LISTED ENTRIES:
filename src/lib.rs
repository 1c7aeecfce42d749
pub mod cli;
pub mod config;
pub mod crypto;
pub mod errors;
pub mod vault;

WORK REQUEST: Nothing in the records above may be left out when you repeat them exactly.

FINISHED EXERCISE:
filename src/lib.rs
repository 1c7aeecfce42d749
pub mod cli;
pub mod config;
pub mod crypto;
pub mod errors;
pub mod vault;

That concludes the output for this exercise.